__Task brief__.
Determine how many lines of the listing contain the word "same". The reply is that number alone.

__Data for review__.
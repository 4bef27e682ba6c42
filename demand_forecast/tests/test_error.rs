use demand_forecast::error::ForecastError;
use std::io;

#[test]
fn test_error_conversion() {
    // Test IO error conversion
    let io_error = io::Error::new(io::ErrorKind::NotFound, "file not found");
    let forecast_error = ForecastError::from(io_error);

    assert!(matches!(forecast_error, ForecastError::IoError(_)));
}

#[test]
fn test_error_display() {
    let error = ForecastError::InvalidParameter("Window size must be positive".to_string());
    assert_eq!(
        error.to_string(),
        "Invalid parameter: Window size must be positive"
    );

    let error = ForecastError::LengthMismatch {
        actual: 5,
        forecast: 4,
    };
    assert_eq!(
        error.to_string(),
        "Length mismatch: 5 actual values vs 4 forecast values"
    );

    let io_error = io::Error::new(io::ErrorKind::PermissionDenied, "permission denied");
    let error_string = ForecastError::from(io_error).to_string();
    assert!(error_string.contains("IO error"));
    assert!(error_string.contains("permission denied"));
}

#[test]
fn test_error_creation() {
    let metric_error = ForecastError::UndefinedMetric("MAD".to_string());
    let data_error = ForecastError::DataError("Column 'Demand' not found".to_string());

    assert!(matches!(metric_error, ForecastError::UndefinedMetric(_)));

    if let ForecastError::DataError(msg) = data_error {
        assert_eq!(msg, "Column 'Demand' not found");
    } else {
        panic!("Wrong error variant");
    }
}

---

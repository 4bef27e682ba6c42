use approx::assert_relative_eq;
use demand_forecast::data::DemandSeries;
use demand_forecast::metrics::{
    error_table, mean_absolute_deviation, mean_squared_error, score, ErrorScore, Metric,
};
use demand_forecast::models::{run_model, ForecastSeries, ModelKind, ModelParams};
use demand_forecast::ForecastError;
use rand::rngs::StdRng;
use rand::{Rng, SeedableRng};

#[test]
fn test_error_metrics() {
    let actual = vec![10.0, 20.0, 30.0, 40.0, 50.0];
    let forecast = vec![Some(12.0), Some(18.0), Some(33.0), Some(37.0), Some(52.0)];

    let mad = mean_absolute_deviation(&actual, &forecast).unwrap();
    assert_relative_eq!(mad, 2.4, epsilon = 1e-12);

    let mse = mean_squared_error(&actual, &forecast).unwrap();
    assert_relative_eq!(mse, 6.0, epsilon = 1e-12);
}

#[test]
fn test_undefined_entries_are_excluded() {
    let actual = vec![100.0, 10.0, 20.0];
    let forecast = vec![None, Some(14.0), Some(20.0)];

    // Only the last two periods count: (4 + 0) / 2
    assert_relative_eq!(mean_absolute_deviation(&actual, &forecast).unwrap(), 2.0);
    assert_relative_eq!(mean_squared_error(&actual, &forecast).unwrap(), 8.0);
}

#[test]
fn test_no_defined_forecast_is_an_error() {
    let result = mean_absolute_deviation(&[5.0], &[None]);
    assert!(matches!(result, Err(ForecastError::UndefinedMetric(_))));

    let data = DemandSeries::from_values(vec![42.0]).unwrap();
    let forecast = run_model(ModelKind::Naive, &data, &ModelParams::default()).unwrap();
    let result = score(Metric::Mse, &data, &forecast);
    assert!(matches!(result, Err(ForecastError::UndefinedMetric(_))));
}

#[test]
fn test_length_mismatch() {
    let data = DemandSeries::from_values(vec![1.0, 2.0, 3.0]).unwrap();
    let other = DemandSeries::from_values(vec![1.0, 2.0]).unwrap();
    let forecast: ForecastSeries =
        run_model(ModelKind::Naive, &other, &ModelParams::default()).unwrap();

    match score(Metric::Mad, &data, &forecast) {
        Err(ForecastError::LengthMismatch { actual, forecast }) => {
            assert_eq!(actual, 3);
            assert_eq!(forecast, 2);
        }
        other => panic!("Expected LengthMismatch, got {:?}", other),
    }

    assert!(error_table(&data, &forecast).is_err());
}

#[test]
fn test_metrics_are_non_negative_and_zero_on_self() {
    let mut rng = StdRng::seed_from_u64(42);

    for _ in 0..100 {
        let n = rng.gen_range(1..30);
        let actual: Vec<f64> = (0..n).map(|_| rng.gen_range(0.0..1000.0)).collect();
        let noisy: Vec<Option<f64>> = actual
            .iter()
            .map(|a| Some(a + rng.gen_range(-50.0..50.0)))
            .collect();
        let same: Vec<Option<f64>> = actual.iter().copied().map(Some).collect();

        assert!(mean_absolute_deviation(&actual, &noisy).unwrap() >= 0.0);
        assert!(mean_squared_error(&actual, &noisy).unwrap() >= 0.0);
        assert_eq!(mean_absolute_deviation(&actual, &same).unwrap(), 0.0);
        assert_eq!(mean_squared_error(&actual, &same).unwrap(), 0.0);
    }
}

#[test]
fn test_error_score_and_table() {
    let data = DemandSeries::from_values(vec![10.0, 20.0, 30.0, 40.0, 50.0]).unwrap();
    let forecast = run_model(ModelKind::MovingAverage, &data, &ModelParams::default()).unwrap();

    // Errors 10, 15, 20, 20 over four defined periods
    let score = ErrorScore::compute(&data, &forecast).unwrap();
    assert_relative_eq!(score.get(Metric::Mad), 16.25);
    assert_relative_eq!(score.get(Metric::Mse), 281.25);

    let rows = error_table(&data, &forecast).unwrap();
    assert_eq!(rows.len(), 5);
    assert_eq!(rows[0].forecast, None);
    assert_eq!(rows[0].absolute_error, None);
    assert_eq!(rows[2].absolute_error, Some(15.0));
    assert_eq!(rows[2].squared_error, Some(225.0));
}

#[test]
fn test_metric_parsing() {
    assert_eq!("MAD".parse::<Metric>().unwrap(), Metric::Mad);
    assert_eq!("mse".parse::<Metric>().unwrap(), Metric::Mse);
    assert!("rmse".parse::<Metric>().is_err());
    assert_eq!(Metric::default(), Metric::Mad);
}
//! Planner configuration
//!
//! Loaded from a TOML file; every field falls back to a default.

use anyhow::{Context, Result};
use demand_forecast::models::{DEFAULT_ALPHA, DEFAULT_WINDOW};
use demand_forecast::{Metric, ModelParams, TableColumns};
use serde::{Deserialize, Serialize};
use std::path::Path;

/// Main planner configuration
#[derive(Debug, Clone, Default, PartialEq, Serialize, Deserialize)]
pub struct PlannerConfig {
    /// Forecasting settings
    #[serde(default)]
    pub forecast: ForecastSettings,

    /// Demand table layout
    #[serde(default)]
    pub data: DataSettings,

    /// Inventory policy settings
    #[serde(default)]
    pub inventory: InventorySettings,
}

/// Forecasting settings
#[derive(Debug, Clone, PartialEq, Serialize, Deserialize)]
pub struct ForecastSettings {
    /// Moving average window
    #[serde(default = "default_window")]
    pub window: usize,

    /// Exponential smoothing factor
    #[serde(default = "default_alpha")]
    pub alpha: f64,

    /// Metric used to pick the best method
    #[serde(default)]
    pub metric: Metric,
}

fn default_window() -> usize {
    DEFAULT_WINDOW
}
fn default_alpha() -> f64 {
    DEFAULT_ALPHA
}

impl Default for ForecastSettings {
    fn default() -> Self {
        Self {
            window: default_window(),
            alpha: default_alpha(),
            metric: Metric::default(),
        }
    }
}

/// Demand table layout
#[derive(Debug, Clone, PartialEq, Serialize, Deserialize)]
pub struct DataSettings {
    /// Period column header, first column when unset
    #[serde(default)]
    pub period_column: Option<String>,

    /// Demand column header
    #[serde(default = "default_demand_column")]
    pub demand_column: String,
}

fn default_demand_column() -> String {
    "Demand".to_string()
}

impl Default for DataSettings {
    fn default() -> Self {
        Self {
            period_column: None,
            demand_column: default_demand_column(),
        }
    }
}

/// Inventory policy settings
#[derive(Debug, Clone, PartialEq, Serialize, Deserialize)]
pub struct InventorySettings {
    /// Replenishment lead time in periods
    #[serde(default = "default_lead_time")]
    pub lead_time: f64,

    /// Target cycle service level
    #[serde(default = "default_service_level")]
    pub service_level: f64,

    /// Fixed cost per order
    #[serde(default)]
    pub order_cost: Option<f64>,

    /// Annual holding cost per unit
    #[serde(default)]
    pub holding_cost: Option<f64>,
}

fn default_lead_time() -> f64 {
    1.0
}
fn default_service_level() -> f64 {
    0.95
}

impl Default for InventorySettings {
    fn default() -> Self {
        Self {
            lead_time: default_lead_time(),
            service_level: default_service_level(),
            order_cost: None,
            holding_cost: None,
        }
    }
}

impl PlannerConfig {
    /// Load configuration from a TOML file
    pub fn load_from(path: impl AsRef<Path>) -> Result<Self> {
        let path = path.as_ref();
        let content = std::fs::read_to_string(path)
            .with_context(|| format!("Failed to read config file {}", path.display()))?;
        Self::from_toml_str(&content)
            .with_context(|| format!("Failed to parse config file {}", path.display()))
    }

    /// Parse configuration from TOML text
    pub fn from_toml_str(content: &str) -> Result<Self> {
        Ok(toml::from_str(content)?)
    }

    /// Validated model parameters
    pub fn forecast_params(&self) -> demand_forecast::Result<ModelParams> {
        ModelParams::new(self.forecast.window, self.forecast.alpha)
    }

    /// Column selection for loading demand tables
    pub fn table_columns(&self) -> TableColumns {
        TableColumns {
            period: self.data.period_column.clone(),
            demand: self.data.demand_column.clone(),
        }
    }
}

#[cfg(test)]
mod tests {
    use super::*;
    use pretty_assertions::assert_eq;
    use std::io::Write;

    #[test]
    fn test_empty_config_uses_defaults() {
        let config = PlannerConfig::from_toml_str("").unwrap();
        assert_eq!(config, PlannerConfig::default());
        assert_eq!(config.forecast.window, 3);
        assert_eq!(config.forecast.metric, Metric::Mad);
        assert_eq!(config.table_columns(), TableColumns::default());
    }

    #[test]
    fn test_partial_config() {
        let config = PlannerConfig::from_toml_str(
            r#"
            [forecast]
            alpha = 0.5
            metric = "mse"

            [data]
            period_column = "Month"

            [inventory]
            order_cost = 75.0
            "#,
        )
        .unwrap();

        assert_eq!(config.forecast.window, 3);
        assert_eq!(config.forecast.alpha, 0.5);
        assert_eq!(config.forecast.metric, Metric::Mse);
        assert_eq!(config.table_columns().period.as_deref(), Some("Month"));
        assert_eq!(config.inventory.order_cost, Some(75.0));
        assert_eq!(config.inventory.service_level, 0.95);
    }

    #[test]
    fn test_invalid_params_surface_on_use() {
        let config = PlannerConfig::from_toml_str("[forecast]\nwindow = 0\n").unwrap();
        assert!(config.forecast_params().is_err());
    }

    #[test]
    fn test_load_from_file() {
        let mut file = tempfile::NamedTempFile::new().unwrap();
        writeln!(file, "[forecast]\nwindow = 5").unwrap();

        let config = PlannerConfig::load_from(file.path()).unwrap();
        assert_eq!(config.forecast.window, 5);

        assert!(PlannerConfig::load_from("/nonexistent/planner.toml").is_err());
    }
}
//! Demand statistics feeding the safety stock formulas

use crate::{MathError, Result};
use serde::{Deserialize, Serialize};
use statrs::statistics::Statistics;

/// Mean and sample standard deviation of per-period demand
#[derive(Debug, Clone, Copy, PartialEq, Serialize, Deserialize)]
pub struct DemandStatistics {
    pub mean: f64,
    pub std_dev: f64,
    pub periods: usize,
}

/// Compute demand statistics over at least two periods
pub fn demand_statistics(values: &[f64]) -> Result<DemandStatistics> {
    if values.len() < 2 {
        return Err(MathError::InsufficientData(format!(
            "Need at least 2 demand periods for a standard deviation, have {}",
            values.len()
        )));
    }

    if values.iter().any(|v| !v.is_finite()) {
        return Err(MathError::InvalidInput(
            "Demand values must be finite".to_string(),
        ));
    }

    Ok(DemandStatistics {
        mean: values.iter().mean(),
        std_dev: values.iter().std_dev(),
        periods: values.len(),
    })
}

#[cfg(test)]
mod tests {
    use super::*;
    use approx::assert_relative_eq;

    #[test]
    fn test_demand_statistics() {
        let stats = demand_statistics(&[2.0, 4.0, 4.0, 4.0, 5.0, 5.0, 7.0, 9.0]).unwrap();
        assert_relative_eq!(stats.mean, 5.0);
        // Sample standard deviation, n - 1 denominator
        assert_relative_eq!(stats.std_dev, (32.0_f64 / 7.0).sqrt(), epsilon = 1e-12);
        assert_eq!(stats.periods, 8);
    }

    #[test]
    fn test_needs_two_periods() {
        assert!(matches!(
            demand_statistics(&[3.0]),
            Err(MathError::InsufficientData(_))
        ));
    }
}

__Response to this exercise__.
3